Problem details: Report each line of the records below that uses the word "client".

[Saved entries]
━━━━

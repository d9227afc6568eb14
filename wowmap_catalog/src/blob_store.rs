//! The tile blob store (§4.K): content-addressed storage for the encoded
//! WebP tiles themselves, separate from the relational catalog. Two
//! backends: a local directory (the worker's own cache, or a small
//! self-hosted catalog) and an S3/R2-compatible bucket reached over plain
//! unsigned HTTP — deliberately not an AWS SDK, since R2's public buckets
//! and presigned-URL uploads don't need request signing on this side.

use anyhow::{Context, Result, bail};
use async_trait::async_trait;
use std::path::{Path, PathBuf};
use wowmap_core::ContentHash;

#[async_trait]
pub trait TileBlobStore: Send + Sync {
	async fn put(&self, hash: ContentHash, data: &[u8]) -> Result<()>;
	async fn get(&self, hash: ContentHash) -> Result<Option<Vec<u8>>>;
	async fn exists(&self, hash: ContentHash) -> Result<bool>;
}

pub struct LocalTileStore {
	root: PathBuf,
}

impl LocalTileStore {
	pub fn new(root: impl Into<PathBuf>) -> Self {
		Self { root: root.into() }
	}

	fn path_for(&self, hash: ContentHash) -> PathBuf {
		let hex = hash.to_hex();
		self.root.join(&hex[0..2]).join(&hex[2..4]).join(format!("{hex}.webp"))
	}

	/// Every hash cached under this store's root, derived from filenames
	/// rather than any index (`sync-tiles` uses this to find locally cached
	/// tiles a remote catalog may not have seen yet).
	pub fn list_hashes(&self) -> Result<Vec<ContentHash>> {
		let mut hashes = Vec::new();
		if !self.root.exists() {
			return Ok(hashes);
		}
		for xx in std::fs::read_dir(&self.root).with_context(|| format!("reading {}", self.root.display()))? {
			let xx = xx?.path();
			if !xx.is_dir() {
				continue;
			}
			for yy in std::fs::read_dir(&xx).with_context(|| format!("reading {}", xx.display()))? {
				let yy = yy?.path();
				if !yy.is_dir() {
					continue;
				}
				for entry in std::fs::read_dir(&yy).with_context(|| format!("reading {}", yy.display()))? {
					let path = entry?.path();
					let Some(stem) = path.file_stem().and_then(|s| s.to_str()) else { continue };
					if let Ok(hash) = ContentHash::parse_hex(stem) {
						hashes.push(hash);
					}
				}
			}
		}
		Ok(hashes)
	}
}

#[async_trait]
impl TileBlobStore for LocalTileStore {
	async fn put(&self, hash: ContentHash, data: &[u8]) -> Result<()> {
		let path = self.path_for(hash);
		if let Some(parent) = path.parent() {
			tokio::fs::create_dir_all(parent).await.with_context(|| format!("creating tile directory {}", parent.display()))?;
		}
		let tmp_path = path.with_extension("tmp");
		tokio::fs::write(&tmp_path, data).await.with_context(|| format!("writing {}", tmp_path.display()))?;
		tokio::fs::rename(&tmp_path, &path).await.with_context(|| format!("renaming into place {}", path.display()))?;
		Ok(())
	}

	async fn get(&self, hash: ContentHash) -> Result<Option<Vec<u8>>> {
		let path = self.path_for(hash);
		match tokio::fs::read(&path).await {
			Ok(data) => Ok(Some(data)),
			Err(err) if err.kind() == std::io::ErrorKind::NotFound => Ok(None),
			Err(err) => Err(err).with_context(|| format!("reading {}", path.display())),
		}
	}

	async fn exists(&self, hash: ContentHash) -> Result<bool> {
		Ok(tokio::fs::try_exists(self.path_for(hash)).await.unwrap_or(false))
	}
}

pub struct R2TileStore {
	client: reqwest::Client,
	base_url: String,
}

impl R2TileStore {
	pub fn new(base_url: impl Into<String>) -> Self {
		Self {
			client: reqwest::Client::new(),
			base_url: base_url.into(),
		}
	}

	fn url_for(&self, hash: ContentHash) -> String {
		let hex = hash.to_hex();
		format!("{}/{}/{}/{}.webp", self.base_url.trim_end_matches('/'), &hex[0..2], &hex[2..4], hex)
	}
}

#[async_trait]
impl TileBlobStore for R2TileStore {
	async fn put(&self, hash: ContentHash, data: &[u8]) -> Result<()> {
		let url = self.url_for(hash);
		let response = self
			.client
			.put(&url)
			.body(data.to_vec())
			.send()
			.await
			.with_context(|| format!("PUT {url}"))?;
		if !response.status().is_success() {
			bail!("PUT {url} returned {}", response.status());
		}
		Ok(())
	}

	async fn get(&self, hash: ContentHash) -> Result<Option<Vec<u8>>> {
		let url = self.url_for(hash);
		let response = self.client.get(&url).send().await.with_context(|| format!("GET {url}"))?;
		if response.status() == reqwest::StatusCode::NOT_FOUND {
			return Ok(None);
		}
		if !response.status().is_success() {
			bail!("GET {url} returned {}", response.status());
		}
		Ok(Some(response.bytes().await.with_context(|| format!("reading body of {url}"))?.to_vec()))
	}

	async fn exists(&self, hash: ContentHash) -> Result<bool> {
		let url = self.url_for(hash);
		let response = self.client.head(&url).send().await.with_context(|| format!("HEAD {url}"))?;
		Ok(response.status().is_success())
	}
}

━━━━

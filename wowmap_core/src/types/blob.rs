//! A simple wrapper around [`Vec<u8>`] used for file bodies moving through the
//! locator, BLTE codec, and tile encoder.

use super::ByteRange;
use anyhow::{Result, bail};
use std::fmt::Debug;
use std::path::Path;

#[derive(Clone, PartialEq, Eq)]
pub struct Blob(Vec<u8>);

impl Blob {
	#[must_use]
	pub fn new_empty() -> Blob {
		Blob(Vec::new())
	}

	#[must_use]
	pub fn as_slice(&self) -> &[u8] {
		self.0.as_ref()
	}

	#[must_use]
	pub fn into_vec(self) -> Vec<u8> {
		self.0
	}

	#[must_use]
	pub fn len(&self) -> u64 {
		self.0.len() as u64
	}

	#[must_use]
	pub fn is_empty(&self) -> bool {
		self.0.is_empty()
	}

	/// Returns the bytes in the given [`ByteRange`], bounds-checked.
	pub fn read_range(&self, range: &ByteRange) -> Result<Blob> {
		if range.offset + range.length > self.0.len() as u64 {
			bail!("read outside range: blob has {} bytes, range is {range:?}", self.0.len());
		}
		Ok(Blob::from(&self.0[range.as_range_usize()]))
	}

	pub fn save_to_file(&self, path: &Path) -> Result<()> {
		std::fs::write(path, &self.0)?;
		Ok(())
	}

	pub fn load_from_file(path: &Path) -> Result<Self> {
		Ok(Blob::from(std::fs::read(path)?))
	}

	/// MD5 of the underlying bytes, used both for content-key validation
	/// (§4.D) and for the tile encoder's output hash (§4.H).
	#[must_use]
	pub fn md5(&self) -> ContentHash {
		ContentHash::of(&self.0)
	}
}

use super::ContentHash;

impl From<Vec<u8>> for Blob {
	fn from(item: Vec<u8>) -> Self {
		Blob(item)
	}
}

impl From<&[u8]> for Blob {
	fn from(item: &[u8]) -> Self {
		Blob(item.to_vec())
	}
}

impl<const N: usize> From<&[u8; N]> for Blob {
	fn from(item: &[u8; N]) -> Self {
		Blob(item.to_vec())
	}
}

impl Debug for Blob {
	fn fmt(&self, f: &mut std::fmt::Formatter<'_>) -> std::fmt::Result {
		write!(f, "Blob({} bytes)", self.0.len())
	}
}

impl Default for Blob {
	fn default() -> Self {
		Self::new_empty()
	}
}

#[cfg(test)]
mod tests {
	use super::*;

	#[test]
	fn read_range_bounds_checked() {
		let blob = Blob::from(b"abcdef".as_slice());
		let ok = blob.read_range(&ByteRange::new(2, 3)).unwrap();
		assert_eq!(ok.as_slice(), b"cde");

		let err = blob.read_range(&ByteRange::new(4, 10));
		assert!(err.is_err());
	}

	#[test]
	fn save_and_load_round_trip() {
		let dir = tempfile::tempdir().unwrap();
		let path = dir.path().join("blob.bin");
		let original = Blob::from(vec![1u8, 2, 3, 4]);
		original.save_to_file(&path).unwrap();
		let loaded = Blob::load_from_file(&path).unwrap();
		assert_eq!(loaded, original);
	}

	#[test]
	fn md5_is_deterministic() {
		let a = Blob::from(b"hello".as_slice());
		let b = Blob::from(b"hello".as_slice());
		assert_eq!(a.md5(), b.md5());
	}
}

━━━━

Answer:
	client: reqwest::Client,
			client: reqwest::Client::new(),
			.client
		let response = self.client.get(&url).send().await.with_context(|| format!("GET {url}"))?;
		let response = self.client.head(&url).send().await.with_context(|| format!("HEAD {url}"))?;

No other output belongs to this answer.